It is difficult to overestimate the differences between Native American studies in Europe and the United States. In Europe there are no dedicated university programs in Native American studies; instead, disciplinary units such as American studies or departments such as English, history, development studies, and anthropology house teaching and research programs in Native studies. The institutional conditions under which Native literary studies takes place in a European context give rise to four primary methodological approaches, which I address below: national (though not necessarily tribal nationalist), multiethnic, universal, and postcolonial. European scholars of Native American literary studies often find themselves grappling with methodological issues that lie between the twin nationalist claims of a generalizing and potentially assimilative "American studies" approach and a Native American literary nationalist approach, like that outlined by Robert Warrior, Jace Weaver, and Craig Womack in their groundbreaking book American Indian Literary Nationalism (2006). It is to these claims that my title gestures while referencing Elizabeth Cook-Lynn's important observation that frequently representations of Native Americans in the literary canon, in the teaching of Native American literature, and in scholarly publications are used as "the basis for the cynical absorption into the 'melting pot,' pragmatic inclusion in the canon, and involuntary unification of an American literary voice" (Why I Can't 96). 1 The category of "Native" is effectively "melted" into another category of cultural experience (with the attendant loss of Indigenous identities, historical experiences, and claims to justice), whether this is the universalizing canon of "literature" per se or, more specifically, a national American (settler) literature, a national [End Page 353] canon of minority "multiethnic" literature that fails to distinguish adequately between Indigenous and migrant literary production, or a transnational "postcolonial" canon.

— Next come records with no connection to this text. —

//! Simulated BLE module

use crate::transport::{
    BleEvent, BleTransport, Datagram, DatagramTransport, LocalCharacteristic, TransportError,
    TransportResult,
};
use crate::types::{Millis, PeerId};
use crate::uuid::Uuid;
use log::trace;
use std::collections::{HashMap, VecDeque};
use std::sync::{Arc, Mutex, MutexGuard, PoisonError};

/// First attribute handle handed out when the module is programmed
const FIRST_HANDLE: u16 = 0x0010;

#[derive(Debug, Default)]
struct BleState {
    initialized: bool,
    connected: bool,
    bonded: bool,
    secured: bool,
    advertising: bool,
    asleep: bool,
    programmed: bool,
    begun: bool,
    fail_init: bool,
    fail_advertising: bool,
    device_name: String,
    values: HashMap<Uuid, Vec<u8>>,
    handles: HashMap<Uuid, u16>,
    events: VecDeque<BleEvent>,
    inbox: VecDeque<Datagram>,
    sent: Vec<(PeerId, Vec<u8>)>,
    own: PeerId,
    peer: PeerId,
    advertise_starts: usize,
    disconnects: usize,
}

/// BLE module backed by shared in-memory state
///
/// Test-side methods play the role of the remote central: connecting,
/// bonding, writing characteristics and talking on the data channel.
#[derive(Debug, Clone, Default)]
pub struct SimBle {
    state: Arc<Mutex<BleState>>,
}

impl SimBle {
    /// Unprogrammed module with no central around
    pub fn new() -> Self {
        Self::default()
    }

    fn lock(&self) -> MutexGuard<'_, BleState> {
        self.state.lock().unwrap_or_else(PoisonError::into_inner)
    }

    /// Make initialization fail
    pub fn set_fail_init(&self, fail: bool) {
        self.lock().fail_init = fail;
    }

    /// Make advertising requests fail
    pub fn set_fail_advertising(&self, fail: bool) {
        self.lock().fail_advertising = fail;
    }

    /// Mark the module as already programmed with the given values
    pub fn preprogram(&self, characteristics: &[(Uuid, Vec<u8>)]) {
        let mut state = self.lock();
        state.programmed = true;
        let mut handle = FIRST_HANDLE;
        for (uuid, value) in characteristics {
            state.values.insert(*uuid, value.clone());
            state.handles.insert(*uuid, handle);
            handle += 2;
        }
    }

    /// Link state set directly, as found after a wake from standby
    pub fn set_link(&self, connected: bool, bonded: bool) {
        let mut state = self.lock();
        state.connected = connected;
        state.bonded = bonded;
        state.secured = bonded;
    }

    /// A central connects
    pub fn connect(&self) {
        let mut state = self.lock();
        state.connected = true;
        state.events.push_back(BleEvent::ConnectionUp);
    }

    /// The central drops the link
    pub fn drop_link(&self) {
        let mut state = self.lock();
        state.connected = false;
        state.bonded = false;
        state.secured = false;
        state.events.push_back(BleEvent::ConnectionDown);
    }

    /// The link layer asks for a passcode
    pub fn request_passcode(&self) {
        self.lock().events.push_back(BleEvent::PasscodeWanted);
    }

    /// Bonding completes and the link becomes encrypted
    pub fn bond(&self) {
        let mut state = self.lock();
        state.bonded = true;
        state.secured = true;
        state.events.push_back(BleEvent::BondingBonded);
    }

    /// The central writes a local characteristic
    pub fn central_write(&self, uuid: Uuid, value: &[u8]) {
        let mut state = self.lock();
        state.values.insert(uuid, value.to_vec());
        state.events.push_back(BleEvent::CharacteristicWritten {
            uuid,
            value: value.to_vec(),
        });
    }

    /// The central sends a frame on the data channel
    pub fn central_send(&self, from: PeerId, data: &[u8]) {
        self.lock().inbox.push_back(Datagram::new(from, data.to_vec()));
    }

    /// Take every frame the keyfob sent on the data channel
    pub fn take_sent(&self) -> Vec<(PeerId, Vec<u8>)> {
        std::mem::take(&mut self.lock().sent)
    }

    /// Current value of a local characteristic
    pub fn characteristic(&self, uuid: &Uuid) -> Option<Vec<u8>> {
        self.lock().values.get(uuid).cloned()
    }

    /// Whether the module holds a GATT profile
    pub fn is_programmed(&self) -> bool {
        self.lock().programmed
    }

    /// Whether the peripheral was started since programming
    pub fn is_begun(&self) -> bool {
        self.lock().begun
    }

    /// Device name written when the module was programmed
    pub fn device_name(&self) -> String {
        self.lock().device_name.clone()
    }

    /// Whether the module is advertising
    pub fn is_advertising(&self) -> bool {
        self.lock().advertising
    }

    /// Whether the module was put to sleep
    pub fn is_asleep(&self) -> bool {
        self.lock().asleep
    }

    /// Number of advertising requests accepted
    pub fn advertise_starts(&self) -> usize {
        self.lock().advertise_starts
    }

    /// Number of disconnects issued by the keyfob
    pub fn disconnects(&self) -> usize {
        self.lock().disconnects
    }
}

impl DatagramTransport for SimBle {
    fn send(&mut self, to: PeerId, data: &[u8]) -> TransportResult<()> {
        let mut state = self.lock();
        if !state.connected {
            return Err(TransportError::NotConnected);
        }
        trace!("BLE data -> {}: {}", to, hex::encode(data));
        state.sent.push((to, data.to_vec()));
        Ok(())
    }

    fn receive(&mut self) -> Option<Datagram> {
        self.lock().inbox.pop_front()
    }

    fn set_own_address(&mut self, id: PeerId) {
        self.lock().own = id;
    }

    fn set_peer_address(&mut self, id: PeerId) {
        self.lock().peer = id;
    }

    fn own_address(&self) -> PeerId {
        self.lock().own
    }

    fn peer_address(&self) -> PeerId {
        self.lock().peer
    }
}

impl BleTransport for SimBle {
    fn init(&mut self) -> TransportResult<()> {
        let mut state = self.lock();
        if state.fail_init {
            return Err(TransportError::Unavailable("module did not answer".into()));
        }
        state.initialized = true;
        state.asleep = false;
        Ok(())
    }

    fn is_initialized(&self) -> bool {
        self.lock().initialized
    }

    fn is_connected(&self) -> bool {
        self.lock().connected
    }

    fn is_bonded(&self) -> bool {
        self.lock().bonded
    }

    fn is_secured(&self) -> bool {
        self.lock().secured
    }

    fn start_advertising(&mut self, timeout_ms: Millis) -> TransportResult<()> {
        let mut state = self.lock();
        if state.fail_advertising {
            return Err(TransportError::Rejected("advertising refused".into()));
        }
        trace!("Advertising for {} ms", timeout_ms);
        state.advertising = true;
        state.advertise_starts += 1;
        Ok(())
    }

    fn disconnect(&mut self, _timeout_ms: Millis) -> TransportResult<()> {
        let mut state = self.lock();
        if state.connected {
            state.connected = false;
            state.bonded = false;
            state.secured = false;
            state.disconnects += 1;
        }
        Ok(())
    }

    fn sleep(&mut self) {
        self.lock().asleep = true;
    }

    fn program_peripheral(
        &mut self,
        characteristics: &[LocalCharacteristic],
        device_name: &str,
    ) -> TransportResult<()> {
        let mut state = self.lock();
        if !state.initialized {
            return Err(TransportError::Unavailable("module not initialized".into()));
        }

        state.values.clear();
        state.handles.clear();
        let mut handle = FIRST_HANDLE;
        for characteristic in characteristics {
            state.values.insert(characteristic.uuid, vec![0; characteristic.max_len]);
            state.handles.insert(characteristic.uuid, handle);
            handle += 2;
        }
        state.device_name = device_name.to_string();
        state.programmed = true;
        state.begun = false;
        Ok(())
    }

    fn local_handle(&self, uuid: &Uuid) -> Option<u16> {
        self.lock().handles.get(uuid).copied()
    }

    fn begin_peripheral(&mut self, characteristics: &[LocalCharacteristic]) -> TransportResult<()> {
        let mut state = self.lock();
        if !state.programmed {
            return Err(TransportError::Rejected("module not programmed".into()));
        }
        if let Some(missing) = characteristics.iter().find(|c| !state.handles.contains_key(&c.uuid)) {
            return Err(TransportError::Rejected(format!("no attribute for {}", missing.uuid)));
        }
        state.begun = true;
        Ok(())
    }

    fn read_local_characteristic(&mut self, characteristic: &LocalCharacteristic) -> Option<Vec<u8>> {
        let state = self.lock();
        if !state.programmed {
            return None;
        }
        state.values.get(&characteristic.uuid).cloned()
    }

    fn write_local_characteristic(
        &mut self,
        characteristic: &LocalCharacteristic,
        value: &[u8],
    ) -> TransportResult<()> {
        let mut state = self.lock();
        if !state.handles.contains_key(&characteristic.uuid) {
            return Err(TransportError::Rejected(format!("no attribute for {}", characteristic.uuid)));
        }
        if value.len() > characteristic.max_len {
            return Err(TransportError::FrameTooLarge(value.len()));
        }
        state.values.insert(characteristic.uuid, value.to_vec());
        Ok(())
    }

    fn poll_event(&mut self) -> Option<BleEvent> {
        self.lock().events.pop_front()
    }
}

As Wolfgang Hochbruck predicted back in 1991, "creating new reservations for minority literatures would eventually create new problems" (51). It would seem that this problematic time has come. Consequently, Cook-Lynn's insight guides my critique here of some of the directions in which Native American literary studies is currently moving in Europe.

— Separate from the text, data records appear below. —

//! Attribute UUIDs for the keyfob's GATT profile

use std::fmt;
use std::str::FromStr;
use thiserror::Error;

/// A 128-bit Bluetooth attribute UUID.
///
/// SIG-assigned 16-bit values are expanded onto the Bluetooth base UUID, so a
/// 16-bit and a 128-bit spelling of the same attribute compare equal.
/// Stored little-endian, the way the attribute protocol carries it.
#[derive(Clone, Copy, Eq, PartialEq, Hash, Ord, PartialOrd)]
pub struct Uuid {
    bytes: [u8; 16],
}

/// "00000000-0000-1000-8000-00805F9B34FB" in little-endian order.
const BASE_UUID_BYTES: [u8; 16] = [
    0xFB, 0x34, 0x9B, 0x5F, 0x80, 0x00, 0x00, 0x80, 0x00, 0x10, 0x00, 0x00, 0x00, 0x00, 0x00, 0x00,
];

/// Offset of the 16-bit alias inside the base UUID.
const BASE_OFFSET: usize = 12;

impl Uuid {
    /// Expand a SIG-assigned 16-bit UUID.
    pub const fn from_u16(uuid16: u16) -> Self {
        let mut bytes = BASE_UUID_BYTES;
        bytes[BASE_OFFSET] = uuid16 as u8;
        bytes[BASE_OFFSET + 1] = (uuid16 >> 8) as u8;
        Uuid { bytes }
    }

    /// Build a UUID from its numeric value, e.g.
    /// `0xf1a87912_5950_479c_a5e5_b6cc81cd0502`.
    pub const fn from_u128(value: u128) -> Self {
        Uuid {
            bytes: value.to_le_bytes(),
        }
    }

    /// Build a UUID from 16 bytes in the textual (big-endian) order.
    pub fn from_bytes_be(mut bytes: [u8; 16]) -> Self {
        bytes.reverse();
        Uuid { bytes }
    }

    /// The 16 bytes in little-endian order.
    pub const fn as_bytes_le(&self) -> &[u8; 16] {
        &self.bytes
    }

    /// The 16-bit alias, if this is a SIG-assigned 16-bit UUID.
    pub fn as_u16(&self) -> Option<u16> {
        let on_base = self.bytes[..BASE_OFFSET] == BASE_UUID_BYTES[..BASE_OFFSET];
        if on_base && self.bytes[BASE_OFFSET + 2] == 0 && self.bytes[BASE_OFFSET + 3] == 0 {
            Some(u16::from_le_bytes([
                self.bytes[BASE_OFFSET],
                self.bytes[BASE_OFFSET + 1],
            ]))
        } else {
            None
        }
    }
}

impl From<u16> for Uuid {
    fn from(uuid16: u16) -> Self {
        Uuid::from_u16(uuid16)
    }
}

impl fmt::Display for Uuid {
    fn fmt(&self, f: &mut fmt::Formatter<'_>) -> fmt::Result {
        let mut be = self.bytes;
        be.reverse();
        let text = hex::encode(be);
        write!(
            f,
            "{}-{}-{}-{}-{}",
            &text[0..8],
            &text[8..12],
            &text[12..16],
            &text[16..20],
            &text[20..32]
        )
    }
}

impl fmt::Debug for Uuid {
    fn fmt(&self, f: &mut fmt::Formatter<'_>) -> fmt::Result {
        match self.as_u16() {
            Some(short) => write!(f, "Uuid(0x{:04X})", short),
            None => write!(f, "Uuid({})", self),
        }
    }
}

/// Errors from parsing a UUID string
#[derive(Debug, Error, PartialEq)]
pub enum UuidParseError {
    #[error("UUID must have 4 or 32 hex digits, found {0}")]
    InvalidLength(usize),

    #[error("Invalid hex in UUID: {0}")]
    Hex(#[from] hex::FromHexError),
}

impl FromStr for Uuid {
    type Err = UuidParseError;

    /// Accepts "2A06" or "855b1938-83e2-4889-80b7-ae58fcd0e6ca".
    fn from_str(s: &str) -> Result<Self, Self::Err> {
        let cleaned: String = s.chars().filter(|c| *c != '-').collect();

        match cleaned.len() {
            4 => {
                let mut short = [0u8; 2];
                hex::decode_to_slice(&cleaned, &mut short)?;
                Ok(Uuid::from_u16(u16::from_be_bytes(short)))
            }
            32 => {
                let mut bytes_be = [0u8; 16];
                hex::decode_to_slice(&cleaned, &mut bytes_be)?;
                Ok(Uuid::from_bytes_be(bytes_be))
            }
            other => Err(UuidParseError::InvalidLength(other)),
        }
    }
}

If the term "Native" is a simulated category that brings together under a homogenizing banner the rich diversity of Native tribal cultures, so too is the term "Europe." Much of what I have to say about the current state of Native American studies in Europe is focused upon the United Kingdom and on scholarship written in English. Dynamic research cultures in the field of Native studies flourish across continental Europe in very different institutional and nonacademic contexts. A long history of "Indianism" or Native American "hobbyism," for example, helps to promote Native American studies in countries like Germany, Austria, Hungary, the Czech Republic, Russia, Scandinavia, and Finland. Additionally, Europe is, and has been, an important international forum for Native artists, scholars, and activists. Native people have, of course, been visiting Europe since the sixteenth century. As Naila Clerici reminds us, "Native Peoples know the importance of being heard abroad: in Europe they find an audience fascinated by their cultures and rarely biased for economic or political reasons" (7). Clerici may be overstating the claim to political acceptance; Joëlle Rostkowski, in her account of the failure of Deskaheh, the Cayuga chief of the Iroquois Confederacy, to garner international recognition of the conflict between his community and the Canadian nation-state, underlines the refusal of the League of Nations to acknowledge his tribal nation as a sovereign state engaged in an international conflict with another sovereign state (Canada). However, Rostkowski concludes her account with the reminder:

Deskaheh paved the way for future generations. The interest in international organizations that Native Americans have demonstrated goes back to the first contacts he established within the League of Nations. In the 1930s, an Iroquois delegation went back to Geneva and was again disappointed by the result of its visit. But some Ho-De-No-Sau-Nee remained convinced that international [End Page 354] organizations could be of some assistance to Indians. The Iroquois were among the first tribes who expressed an interest in the United Nations and, in 1949, they sent a delegation to the opening of...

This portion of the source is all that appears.